Aidan was watching her, but he seemed impatient. As if he was being polite, rather than interested in what she was saying. When she finished, he studied her a moment longer then took her arm and said, “Let’s take a walk.”
She started to pull her arm away, but he tightened his hold, and she didn’t want to make a scene, especially since she didn’t have a chance of breaking away if he didn’t want her to.
“Why are we walking?” she demanded in an angry whisper.
“Because you need to know some things, and we need privacy for this conversation.”
She glanced over to see his jaw clenched as he stared straight ahead. “You could have asked,” she muttered, but stopped struggling.
“Please,” he said insincerely.
Rachel wanted to tell him to shove it, but she wanted to know what was going on even more, so she held her silence and kept walking.
…
Aidan had made his decision, but it hadn’t been easy. His loyalty to Rhodry, to family and clan, was in the very blood that ran through his veins. But Rachel…she was important, too. It was new to him, these feelings he had for her. It had never happened with any other woman. But his gut, and maybe his heart, was telling him she was just as important as those other loyalties. It wrecked him to know that she didn’t think he cared, that she thought she didn’t matter. And he wasn’t willing to let that go. He’d lived this long by trusting his instincts. He knew Rhodry would understand.
They finally stopped in the deep shadows beneath an ancient grandfather tree, the branches so heavy that they drooped almost to the ground. Aidan pulled Rachel into the quiet beneath that canopy and pressed her up against the trunk. She gave him a hostile stare, but didn’t try to get away, which he took as a positive sign.
Resting his forearms against the rough bark to either side of her head, he leaned close enough to feel her breath on his skin, to feel the humming tension in her stance. “I know you think we’re secretive, probably too much. But Harp has good reasons for that. You’ve seen what would happen if news of our existence got out.”
“You mean shifters,” she said quietly, her eyes reflecting horror at what the invaders had tried to do to him. “I’d like to say it was an aberration, a few Earthers willing to undertake unspeakable activities for money.” Her eyes closed briefly as she shook her head. “But it wasn’t. It they’d succeeded…”
“But they didn’t,” he reminded her. “Because of you, and because we don’t tolerate invaders of any kind, but especially not those who mean us harm.”
“I get all of that, but what’s it got to do with Amanda Sumner? I know she’s here, for Christ’s sake. What’s the big deal?”
“The big deal, as you say…” He paused, knowing his decision was the right one, but still struggling with going against Rhodry’s last position on the matter. “She’s pregnant,” he snapped out, and felt an odd rush of relief. “Amanda’s pregnant.”
Rachel stared at him, her heart beating faster against his chest. “Pregnant?” she whispered. “How far…”
“A few more weeks, if she holds out that long.”
She swallowed audibly, but her words were dry, as if she needed water. “Is it a boy?

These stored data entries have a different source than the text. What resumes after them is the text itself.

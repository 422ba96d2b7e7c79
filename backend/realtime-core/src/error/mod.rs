pub mod config;
pub mod session;
pub mod transport;

pub use session::SessionError;
pub use transport::TransportError;

use thiserror::Error;

#[derive(Debug, Error)]
pub enum CoreError {
    #[error(transparent)]
    Transport(#[from] transport::TransportError),

    #[error(transparent)]
    Session(#[from] session::SessionError),

    #[error(transparent)]
    Config(#[from] config::ConfigError),
}
use models::RealtimeMessage;
use realtime_core::MessageHandler;

use std::sync::Arc;
use std::time::SystemTime;

use humantime::format_rfc3339_seconds;

/// Handler that prints one line per notification to stdout.
pub fn console_handler() -> MessageHandler {
    Arc::new(|message: &RealtimeMessage| {
        println!("{}", notification_line(message, SystemTime::now()));
    })
}

/// `[<time>] <STATUS> <summary>`, optionally tagged with the shipment order.
pub fn notification_line(message: &RealtimeMessage, at: SystemTime) -> String {
    let order = message
        .shipment_order_id()
        .map(|id| format!(" (order {id})"))
        .unwrap_or_default();

    format!(
        "[{}] {:<12} {}{}",
        format_rfc3339_seconds(at),
        message.status(),
        message.summary(),
        order
    )
}
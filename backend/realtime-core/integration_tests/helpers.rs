//! Test helpers for realtime-core integration tests.
//!
//! - A recording transport for driving the gate without a network
//! - A minimal STOMP broker on a loopback WebSocket
//! - Polling helpers for fire-and-forget APIs

use realtime_core::transport::stomp::{StompCommand, StompFrame, decode_frames};
use realtime_core::transport::{ListenerCancel, ListenerRegistry, MessageHandler};
use realtime_core::RealtimeTransport;

use common::RedactedToken;

use std::sync::atomic::{AtomicBool, AtomicUsize, Ordering};
use std::sync::{Arc, Mutex};
use std::time::Duration;

use futures_util::{SinkExt, StreamExt};
use tokio::net::{TcpListener, TcpStream};
use tokio::time::{Instant, sleep};
use tokio_tungstenite::tungstenite::Message;
use tokio_tungstenite::tungstenite::handshake::server::{ErrorResponse, Request, Response};
use tokio_tungstenite::{WebSocketStream, accept_hdr_async};

pub const TEST_ACCESS_TOKEN: &str = "access-token-12345";

/// Poll `condition` until it holds or two seconds pass.
pub async fn wait_for(what: &str, condition: impl Fn() -> bool) {
    let deadline = Instant::now() + Duration::from_secs(2);
    while !condition() {
        if Instant::now() >= deadline {
            panic!("Timed out waiting for {what}");
        }
        sleep(Duration::from_millis(10)).await;
    }
}

// ============================================
// RECORDING TRANSPORT
// ============================================

#[derive(Default)]
pub struct RecordingTransport {
    connected: AtomicBool,
    connects: Mutex<Vec<String>>,
    disconnects: AtomicUsize,
    registry: ListenerRegistry,
}

impl RecordingTransport {
    pub fn new() -> Arc<Self> {
        Arc::new(Self::default())
    }

    pub fn connects(&self) -> Vec<String> {
        self.connects.lock().unwrap().clone()
    }

    pub fn disconnects(&self) -> usize {
        self.disconnects.load(Ordering::SeqCst)
    }

    pub fn listeners(&self) -> usize {
        self.registry.len()
    }

    pub fn registry(&self) -> &ListenerRegistry {
        &self.registry
    }
}

impl RealtimeTransport for RecordingTransport {
    fn connect(&self, token: &RedactedToken) {
        self.connects.lock().unwrap().push(token.expose().to_string());
        self.connected.store(true, Ordering::SeqCst);
    }

    fn disconnect(&self) {
        self.disconnects.fetch_add(1, Ordering::SeqCst);
        self.connected.store(false, Ordering::SeqCst);
    }

    fn is_connected(&self) -> bool {
        self.connected.load(Ordering::SeqCst)
    }

    fn add_listener(&self, handler: MessageHandler) -> ListenerCancel {
        self.registry.add(handler)
    }
}

// ============================================
// LOOPBACK STOMP BROKER
// ============================================

pub type BrokerSocket = WebSocketStream<TcpStream>;

pub async fn bind_broker() -> (TcpListener, u16) {
    let listener = TcpListener::bind("127.0.0.1:0")
        .await
        .expect("Failed to bind broker");
    let port = listener.local_addr().expect("No local addr").port();
    (listener, port)
}

/// Accept one WebSocket upgrade, returning the socket and its `Authorization` header.
pub async fn accept_client(listener: &TcpListener) -> (BrokerSocket, Option<String>) {
    let (stream, _) = listener.accept().await.expect("Accept failed");

    let authorization = Arc::new(Mutex::new(None));
    let captured = Arc::clone(&authorization);
    let callback = move |request: &Request, response: Response| -> Result<Response, ErrorResponse> {
        *captured.lock().unwrap() = request
            .headers()
            .get("authorization")
            .and_then(|value| value.to_str().ok())
            .map(String::from);
        Ok(response)
    };

    let socket = accept_hdr_async(stream, callback)
        .await
        .expect("WebSocket upgrade failed");
    let header = authorization.lock().unwrap().clone();
    (socket, header)
}

/// Read the next STOMP frame, skipping heart-beats.
pub async fn read_frame(socket: &mut BrokerSocket) -> Option<StompFrame> {
    while let Some(message) = socket.next().await {
        let text = match message.ok()? {
            Message::Text(text) => text.as_str().to_string(),
            Message::Close(_) => return None,
            _ => continue,
        };
        if let Some(frame) = decode_frames(&text).expect("Client sent a bad frame").into_iter().next() {
            return Some(frame);
        }
    }
    None
}

pub async fn send_frame(socket: &mut BrokerSocket, frame: StompFrame) {
    socket
        .send(Message::text(frame.encode()))
        .await
        .expect("Broker send failed");
}

/// Next raw text payload from the client, heart-beats included.
pub async fn read_text(socket: &mut BrokerSocket) -> Option<String> {
    while let Some(message) = socket.next().await {
        match message.ok()? {
            Message::Text(text) => return Some(text.as_str().to_string()),
            Message::Close(_) => return None,
            _ => continue,
        }
    }
    None
}

/// Complete the STOMP handshake and collect `expected_topics` SUBSCRIBE frames.
pub async fn handshake(socket: &mut BrokerSocket, expected_topics: usize) -> (StompFrame, Vec<StompFrame>) {
    handshake_with_heartbeat(socket, expected_topics, "0,0").await
}

/// Same as [`handshake`], answering CONNECT with the given `heart-beat` header.
pub async fn handshake_with_heartbeat(
    socket: &mut BrokerSocket,
    expected_topics: usize,
    heart_beat: &str,
) -> (StompFrame, Vec<StompFrame>) {
    let connect = read_frame(socket).await.expect("No CONNECT frame");
    assert_eq!(connect.command, StompCommand::Connect);

    send_frame(
        socket,
        StompFrame::new(StompCommand::Connected)
            .with_header("version", "1.2")
            .with_header("heart-beat", heart_beat),
    )
    .await;

    let mut subscriptions = Vec::new();
    for _ in 0..expected_topics {
        let frame = read_frame(socket).await.expect("No SUBSCRIBE frame");
        assert_eq!(frame.command, StompCommand::Subscribe);
        subscriptions.push(frame);
    }
    (connect, subscriptions)
}

pub fn message_frame(destination: &str, body: &str) -> StompFrame {
    StompFrame::new(StompCommand::Message)
        .with_header("destination", destination)
        .with_header("subscription", "sub-0")
        .with_header("message-id", "m-1")
        .with_header("content-type", "application/json")
        .with_body(body)
}

/// Answer the client's CONNECT with an ERROR frame.
pub async fn reject_connect(socket: &mut BrokerSocket, reason: &str) {
    let connect = read_frame(socket).await.expect("No CONNECT frame");
    assert_eq!(connect.command, StompCommand::Connect);
    send_frame(socket, error_frame(reason)).await;
}

pub fn error_frame(reason: &str) -> StompFrame {
    StompFrame::new(StompCommand::Error)
        .with_header("message", reason)
        .with_body(reason)
}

A shifter?”
“Here,” he said, offering her water from the canteen on his belt. “Drink.”
She shook her head but took a long sip, swishing the water around in her mouth before swallowing. “Answer the question,” she said, sounding even more stressed than she’d been before.
He studied her a moment, but decided what the hell? He’d already given away the most critical information. “Twins. Both boys.”
“Oh no,” she murmured, lowering her head, eyes wild, as if faced with a terrible choice.
“What? I don’t get it. A pregnancy is good news. And twins, double that. Especially twin shifters.”
When she looked back up at him, he’d have sworn the dark gold of her skin had lost a full shade. “You don’t understand. Those babies, and Amanda, too, are terrible danger if Wolfrum’s still alive. Especially if he really is in the city. Wait. Where’s Amanda?”
“In the city, but she’s with Rhodry and Cullen, not to mention a whole damn Guild hall full of shifters.”
“Maybe,” she said, nodding rapidly. “That might be enough. But you have to tell them, you have to let Amanda know.”
“Know what? Explain,” he demanded.
“Wolfrum will go after her!” she practically shouted, as if he should have figured that out already.
“After Amanda? But— Oh shit. The twins.” He grabbed her hand and started pulling her back to the main camp.
“The babies are shifters, but they’re gestating in her body, and she was born in space,” she continued. “She’s the perfect incubator. They’ll have all her adaptations to space travel, which means they might even travel better than you would have.” She almost tripped. Aidan caught her but didn’t slow down. Rachel kept talking, to herself more than him. “But Amanda’s well connected. That might save her,” she muttered. “Her mother’s way up in fleet and all but married to Vice-Admiral Leveque. Rumor has it he’s a good guy. Difficult to work with, but honest. Which is saying something, coming from that family.”
They’d reached the camp now, though she didn’t seem to realize it. Her attention was all for Aidan, who was staring at her, hands scraping long hair back from his face, eyes flashing from blue to gold as his body fought the urge to shift in the face of a danger he couldn’t yet attack.
Rachel lowered her gaze, her expression blank, as if she were processing her own thoughts. She glanced up. “Does Wolfrum know she’s pregnant?”
Aidan shrugged. “I’m sure. Everyone knows.”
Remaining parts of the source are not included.